What’s in the plankton?

Scientists captured viruses, microbes and microscopic eukaryotes — organisms with complex cells, from single-cell algae to fish larvae — from major oceanic regions and compiled the genetic material into comprehensive resources now available to the scientific community for additional study.

“This is the largest DNA sequencing effort ever done for ocean science: analyses revealed around 40 million genes, the vast majority of which are new to science, thus hinting towards a much broader biodiversity of plankton than previously known,“ says Patrick Wincker from Genoscope, CEA.

EMBL’s high-performance computing was essential in compiling the comprehensive catalog, estimated to be derived from more than 35,000 different species whose genomic content had previously been mostly unknown to scientists.

“In terms of eukaryotes, we sequenced nearly a billion genetic barcodes and found that there is a greater variety of single-cell eukaryotes in plankton than was thought,” says Colomban de Vargas from CNRS. “They appear to be much more diverse than bacteria or animals, and most belong to little-known groups.”

How do planktonic organisms interact?

Researchers used novel computer models to predict how diverse planktonic organisms interact. Predictions were confirmed via selective microscopy observations.

“When we mapped how planktonic organisms — from viruses to small animal larvae — interact with each other, we discovered that most of those interactions are parasitic, recycling nutrients back down the food chain,” says Jeroen Raes from VIB, KU Leuven and Vrije Universiteit Brussel.

This map is a first step toward a better understanding of the dynamics and structure of the global marine ecosystem.

Are planktonic organisms distributed evenly in the oceans?

In addition, scientists studied how environmental factors — including temperature, pH, and nutrients — influence microscopic organisms floating in the ocean.

“We found that, at depths still reached by sunlight, temperature was the main factor that influences the composition of prokaryotes (bacteria and archaea) communities,” says Peer Bork from EMBL. “Different sets of organisms come together depending on the water temperature.”

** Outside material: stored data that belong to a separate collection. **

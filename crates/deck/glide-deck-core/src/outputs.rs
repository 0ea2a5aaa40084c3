//! Output contract from the core to the host.
//!
//! The deck never touches a render tree. Every stage write that actually
//! alters a stored value is recorded as a [`Change`]; the host drains them
//! from [`crate::Deck::update`] and applies them to its own visual nodes.
//! Semantic events travel separately, through the event emitter.

use serde::{Deserialize, Serialize};

use crate::ids::ElementId;
use crate::style::{Marker, Origin, StyleProp};

/// One changed visual fact about one element.
#[derive(Clone, Debug, PartialEq, Serialize, Deserialize)]
#[serde(tag = "kind", rename_all = "kebab-case")]
pub enum Change {
    Style {
        element: ElementId,
        prop: StyleProp,
        value: f32,
    },
    Marker {
        element: ElementId,
        marker: Marker,
        on: bool,
    },
    Origin {
        element: ElementId,
        origin: Origin,
    },
}

/// Changes accumulated since the previous [`crate::Deck::update`] call.
#[derive(Clone, Debug, Default, Serialize, Deserialize)]
pub struct Outputs {
    #[serde(default)]
    pub changes: Vec<Change>,
}

impl Outputs {
    #[inline]
    pub fn is_empty(&self) -> bool {
        self.changes.is_empty()
    }

    /// Style changes touching `element`, in application order.
    pub fn styles_for(&self, element: ElementId) -> impl Iterator<Item = (StyleProp, f32)> + '_ {
        self.changes.iter().filter_map(move |c| match c {
            Change::Style {
                element: el,
                prop,
                value,
            } if *el == element => Some((*prop, *value)),
            _ => None,
        })
    }
}
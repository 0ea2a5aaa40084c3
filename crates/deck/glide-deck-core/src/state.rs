//! Deck state snapshot.
//!
//! The live instance is owned exclusively by the deck and mutated only by
//! its navigation methods; collaborators (events, plugins, hosts) always
//! receive copies.

use serde::{Deserialize, Serialize};

/// Logical deck state.
///
/// Invariants: `current_slide < total_slides` (unless `total_slides == 0`);
/// `current_fragment` is `-1` ("nothing revealed yet") up to
/// `fragment_count - 1` of the current slide.
#[derive(Copy, Clone, Debug, PartialEq, Eq, Serialize, Deserialize)]
pub struct DeckState {
    pub current_slide: usize,
    pub current_fragment: isize,
    pub total_slides: usize,
    pub is_overview: bool,
    pub is_paused: bool,
}

impl DeckState {
    pub fn new(total_slides: usize) -> Self {
        Self {
            current_slide: 0,
            current_fragment: -1,
            total_slides,
            is_overview: false,
            is_paused: false,
        }
    }
}

/// Clamp a requested index into the addressable range. A zero-slide deck
/// pins everything to 0.
#[inline]
pub(crate) fn clamp_index(index: usize, total_slides: usize) -> usize {
    if total_slides == 0 {
        0
    } else {
        index.min(total_slides - 1)
    }
}

#[cfg(test)]
mod tests {
    use super::*;

    #[test]
    fn clamp_pins_to_valid_range() {
        assert_eq!(clamp_index(0, 5), 0);
        assert_eq!(clamp_index(4, 5), 4);
        assert_eq!(clamp_index(99, 5), 4);
        assert_eq!(clamp_index(3, 0), 0);
    }
}
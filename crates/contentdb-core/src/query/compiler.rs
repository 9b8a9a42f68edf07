//! Statement compilation.
//!
//! Compiles a resolved [`Type`] plus query/content state into parameterized
//! select, insert, update, and delete statements. Select compilation walks
//! the relation graph and attaches left joins recursively; a per-query
//! emitted set guarantees each alias is joined once and each select key is
//! emitted once, which is what keeps the `alias__property` row convention
//! unambiguous for hydration.

use std::collections::HashSet;

use tracing::debug;

use super::content_query::{ContentQuery, Predicate};
use super::statement::{Parameters, Statement};
use crate::content::{Content, ContentValue};
use crate::error::Error;
use crate::schema::{Property, Type};
use crate::value::Value;

/// Compiles statements for one resolved content type.
pub struct QueryCompiler<'a> {
    ty: &'a Type,
}

impl<'a> QueryCompiler<'a> {
    /// Create a compiler for a resolved type.
    pub fn new(ty: &'a Type) -> Self {
        Self { ty }
    }

    /// Compile a select statement for the query.
    pub fn select(&self, query: &ContentQuery) -> Result<Statement, Error> {
        let table = &self.ty.table;

        let mut selects = Vec::new();
        let mut joins = Vec::new();
        let mut seen_aliases = HashSet::new();
        seen_aliases.insert(table.clone());
        let mut seen_columns = HashSet::new();
        attach_selects(
            self.ty,
            table,
            &mut selects,
            &mut joins,
            &mut seen_aliases,
            &mut seen_columns,
        )?;

        let mut params = Parameters::new();
        let mut wheres = Vec::new();
        for (name, predicate) in &query.predicates {
            compile_predicate(self.ty, table, name, predicate, true, &mut wheres, &mut params)?;
        }

        let mut sql = format!("SELECT {} FROM {table} AS {table}", selects.join(", "));
        for join in &joins {
            sql.push_str(join);
        }
        if !wheres.is_empty() {
            sql.push_str(" WHERE ");
            sql.push_str(&wheres.join(" AND "));
        }
        if !query.group_by.is_empty() {
            sql.push_str(" GROUP BY ");
            sql.push_str(&query.group_by.join(", "));
        }
        if !query.order_by.is_empty() {
            let order: Vec<String> = query
                .order_by
                .iter()
                .map(|spec| format!("{} {}", spec.field, spec.direction.as_sql()))
                .collect();
            sql.push_str(" ORDER BY ");
            sql.push_str(&order.join(", "));
        }
        if let Some(limit) = query.limit {
            sql.push_str(&format!(" LIMIT {limit}"));
        }
        if query.offset > 0 {
            sql.push_str(&format!(" OFFSET {}", query.offset));
        }

        debug!(sql = %sql, "compiled select statement");
        Ok(Statement::new(sql, params.into_params()))
    }

    /// Compile an insert statement from the content's current values.
    ///
    /// The autoincrement property is left to the backend. A null value on a
    /// not-null property falls back to the property default, resolved at
    /// this point (deferred generators evaluate here).
    pub fn insert(&self, content: &Content) -> Result<Statement, Error> {
        let mut params = Parameters::new();
        let mut columns = Vec::new();
        let mut placeholders = Vec::new();

        for property in &self.ty.properties {
            if property.auto_increment {
                continue;
            }

            let mut value = database_value(property, content.value(&property.identifier)?)?;
            if value.is_null() && property.not_null {
                if let Some(default) = &property.default {
                    value = default.resolve();
                }
            }

            let bound = coerce_for(property, &value)?;
            columns.push(property.column.clone());
            placeholders.push(params.bind(bound));
        }

        let sql = format!(
            "INSERT INTO {} ({}) VALUES ({})",
            self.ty.table,
            columns.join(", "),
            placeholders.join(", ")
        );

        debug!(sql = %sql, "compiled insert statement");
        Ok(Statement::new(sql, params.into_params()))
    }

    /// Compile an update statement for the given changes, matched on the
    /// content's current autoincrement value.
    pub fn update(&self, content: &Content, changes: &[(String, Value)]) -> Result<Statement, Error> {
        if changes.is_empty() {
            return Err(Error::EmptyChanges);
        }

        let mut params = Parameters::new();
        let mut sets = Vec::new();
        for (name, value) in changes {
            let property = self.ty.property(name)?;
            let bound = coerce_for(property, value)?;
            sets.push(format!("{} = {}", property.column, params.bind(bound)));
        }

        let auto = self.ty.auto_increment()?;
        let id = coerce_for(auto, &content.auto_id()?)?;
        let placeholder = params.bind(id);

        let sql = format!(
            "UPDATE {} SET {} WHERE {} = {}",
            self.ty.table,
            sets.join(", "),
            auto.column,
            placeholder
        );

        debug!(sql = %sql, "compiled update statement");
        Ok(Statement::new(sql, params.into_params()))
    }

    /// Compile a delete statement.
    ///
    /// Without criteria the content's current autoincrement value is the
    /// match; otherwise criteria go through the same predicate grammar as
    /// select, minus relation scoping (DELETE carries no joins).
    pub fn delete(&self, content: &Content, criteria: &[(String, Predicate)]) -> Result<Statement, Error> {
        let table = &self.ty.table;
        let mut params = Parameters::new();
        let mut wheres = Vec::new();

        if criteria.is_empty() {
            let auto = self.ty.auto_increment()?;
            let id = coerce_for(auto, &content.auto_id()?)?;
            let placeholder = params.bind(id);
            wheres.push(format!("{table}.{} = {}", auto.column, placeholder));
        } else {
            for (name, predicate) in criteria {
                compile_predicate(self.ty, table, name, predicate, false, &mut wheres, &mut params)?;
            }
        }

        let sql = format!("DELETE FROM {table} WHERE {}", wheres.join(" AND "));
        debug!(sql = %sql, "compiled delete statement");
        Ok(Statement::new(sql, params.into_params()))
    }
}

/// Recursively emit selects and left joins for a type under an alias.
fn attach_selects(
    ty: &Type,
    alias: &str,
    selects: &mut Vec<String>,
    joins: &mut Vec<String>,
    seen_aliases: &mut HashSet<String>,
    seen_columns: &mut HashSet<String>,
) -> Result<(), Error> {
    for property in &ty.properties {
        match &property.relation {
            None => {
                let key = format!("{alias}__{}", property.identifier);
                if seen_columns.insert(key.clone()) {
                    selects.push(format!("{alias}.{} AS {key}", property.column));
                }
            }
            Some(relation) => {
                if seen_aliases.insert(relation.alias.clone()) {
                    let target =
                        relation
                            .target_property()
                            .ok_or_else(|| Error::MissingProperty {
                                property: relation.property.clone(),
                                type_identifier: relation.target.identifier.clone(),
                            })?;
                    joins.push(format!(
                        " LEFT JOIN {} AS {} ON {alias}.{} = {}.{}",
                        relation.target.table,
                        relation.alias,
                        property.column,
                        relation.alias,
                        target.column
                    ));
                    attach_selects(
                        &relation.target,
                        &relation.alias,
                        selects,
                        joins,
                        seen_aliases,
                        seen_columns,
                    )?;
                }
            }
        }
    }
    Ok(())
}

/// Compile one predicate into where fragments.
fn compile_predicate(
    ty: &Type,
    alias: &str,
    name: &str,
    predicate: &Predicate,
    relations_allowed: bool,
    wheres: &mut Vec<String>,
    params: &mut Parameters,
) -> Result<(), Error> {
    // Direct property: equality, IN sugar, or relation-scoped map.
    if let Some(property) = ty.get_property(name) {
        return match predicate {
            Predicate::Value(value) => {
                let bound = coerce_for(property, value)?;
                wheres.push(format!(
                    "{alias}.{} = {}",
                    property.column,
                    params.bind(bound)
                ));
                Ok(())
            }
            Predicate::List(values) => {
                compile_in(alias, property, values, false, wheres, params)
            }
            Predicate::Map(entries) => {
                let relation =
                    property
                        .relation
                        .as_ref()
                        .ok_or_else(|| Error::InvalidOperand {
                            predicate: name.to_string(),
                            expected: "a relation property",
                        })?;
                if !relations_allowed {
                    return Err(Error::UnsupportedCriteria {
                        predicate: name.to_string(),
                    });
                }
                for (sub_name, sub_predicate) in entries {
                    compile_predicate(
                        &relation.target,
                        &relation.alias,
                        sub_name,
                        sub_predicate,
                        relations_allowed,
                        wheres,
                        params,
                    )?;
                }
                Ok(())
            }
            Predicate::Raw(_) => Err(Error::InvalidOperand {
                predicate: name.to_string(),
                expected: "a value, list, or relation map",
            }),
        };
    }

    // `column__modifier` grammar. Identifiers never contain `__`, so the
    // first split is the only candidate.
    if let Some((column, modifier)) = name.split_once("__") {
        if let Some(property) = ty.get_property(column) {
            let modifier = modifier.to_ascii_lowercase();
            let comparison = match modifier.as_str() {
                "gt" => Some(">"),
                "gte" => Some(">="),
                "lt" => Some("<"),
                "lte" => Some("<="),
                _ => None,
            };
            if let Some(operator) = comparison {
                let Predicate::Value(value) = predicate else {
                    return Err(Error::InvalidOperand {
                        predicate: name.to_string(),
                        expected: "a scalar value",
                    });
                };
                let bound = coerce_for(property, value)?;
                wheres.push(format!(
                    "{alias}.{} {operator} {}",
                    property.column,
                    params.bind(bound)
                ));
                return Ok(());
            }

            match modifier.as_str() {
                "in" | "notin" => {
                    let Predicate::List(values) = predicate else {
                        return Err(Error::InvalidOperand {
                            predicate: name.to_string(),
                            expected: "a list of values",
                        });
                    };
                    return compile_in(
                        alias,
                        property,
                        values,
                        modifier == "notin",
                        wheres,
                        params,
                    );
                }
                "isnull" => {
                    let Predicate::Value(Value::Bool(wanted)) = predicate else {
                        return Err(Error::InvalidOperand {
                            predicate: name.to_string(),
                            expected: "a boolean",
                        });
                    };
                    let check = if *wanted { "IS NULL" } else { "IS NOT NULL" };
                    wheres.push(format!("{alias}.{} {check}", property.column));
                    return Ok(());
                }
                _ => {
                    // An unknown suffix on a real column is a mistake, not a
                    // raw expression, unless the caller says so explicitly.
                    if !matches!(predicate, Predicate::Raw(_)) {
                        return Err(Error::UnknownModifier {
                            predicate: name.to_string(),
                        });
                    }
                }
            }
        }
    }

    // Raw expression: the key is the SQL, the payload its named binds.
    match predicate {
        Predicate::Raw(binds) => {
            wheres.push(name.to_string());
            for (bind, value) in binds {
                params.bind_named(bind.clone(), value.clone());
            }
            Ok(())
        }
        _ => Err(Error::RawExpressionParams {
            predicate: name.to_string(),
        }),
    }
}

/// Compile an IN / NOT IN predicate.
///
/// Empty operand lists compile to constant predicates instead of invalid
/// empty parenthesized lists.
fn compile_in(
    alias: &str,
    property: &Property,
    values: &[Value],
    negated: bool,
    wheres: &mut Vec<String>,
    params: &mut Parameters,
) -> Result<(), Error> {
    if values.is_empty() {
        wheres.push(if negated { "1 = 1" } else { "1 = 0" }.to_string());
        return Ok(());
    }

    let mut placeholders = Vec::with_capacity(values.len());
    for value in values {
        let bound = coerce_for(property, value)?;
        placeholders.push(params.bind(bound));
    }

    let keyword = if negated { "NOT IN" } else { "IN" };
    wheres.push(format!(
        "{alias}.{} {keyword} ({})",
        property.column,
        placeholders.join(", ")
    ));
    Ok(())
}

/// Coerce a bind value to a property's storage type.
fn coerce_for(property: &Property, value: &Value) -> Result<Value, Error> {
    property
        .storage_type
        .coerce(value)
        .ok_or_else(|| Error::Coercion {
            property: property.identifier.clone(),
            storage_type: property.storage_type.to_string(),
        })
}

/// The value a property contributes to an insert.
///
/// Nested relation values bind the target property's value from the nested
/// content, following relation chains; scalars stand for the bare foreign
/// key.
fn database_value(property: &Property, value: &ContentValue) -> Result<Value, Error> {
    match value {
        ContentValue::Scalar(scalar) => Ok(scalar.clone()),
        ContentValue::Nested(content) => {
            let relation = property
                .relation
                .as_ref()
                .ok_or_else(|| Error::InvalidOperand {
                    predicate: property.identifier.clone(),
                    expected: "a scalar value",
                })?;
            let target = relation
                .target_property()
                .ok_or_else(|| Error::MissingProperty {
                    property: relation.property.clone(),
                    type_identifier: relation.target.identifier.clone(),
                })?;
            database_value(target, content.value(&relation.property)?)
        }
    }
}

Chase conducted data analyses that supported scientists who showed the Agulhas “rings” — a natural barrier that draws the line between the Indian Ocean and the South Atlantic — separate plankton communities.

“It’s like plankton goes through a cold wash cycle at the tip of South Africa,” says Daniele Iudicone from Stazione Zoologica Anton Dohrn. “The current forms huge swirls that drastically mix and cool the plankton riding it, thus limiting the number of species that manage to cross.”

Chase, from Canterbury, New Hampshire, was a UMaine graduate student during the 2013 Tara Oceans Polar Circle expedition. She says operating instruments below deck in the dry lab helped build her confidence as a researcher in the field.

“I like the international collaborative component,” says Chase, who expects to earn her Ph.D. in oceanography in 2017. “We’re all a part of something bigger and contributing to a broader understanding of the planet we live on and to the momentum and effort of sustaining our life here.”

Matthew Sullivan from the University of Arizona says, “In addition, we now also have a global picture of marine virus communities, which allows us to confirm an idea that had been proposed a decade ago, but never proven. Viruses are produced in local ‘seed banks’ and then ride the ocean currents, so you end up with different cocktails of viruses in different places, even though the overall diversity of viruses in the oceans appears quite limited.”

Understanding the distribution and interactions of the plankton across the oceans will be useful for predictive models necessary to study climate change, the scientists say.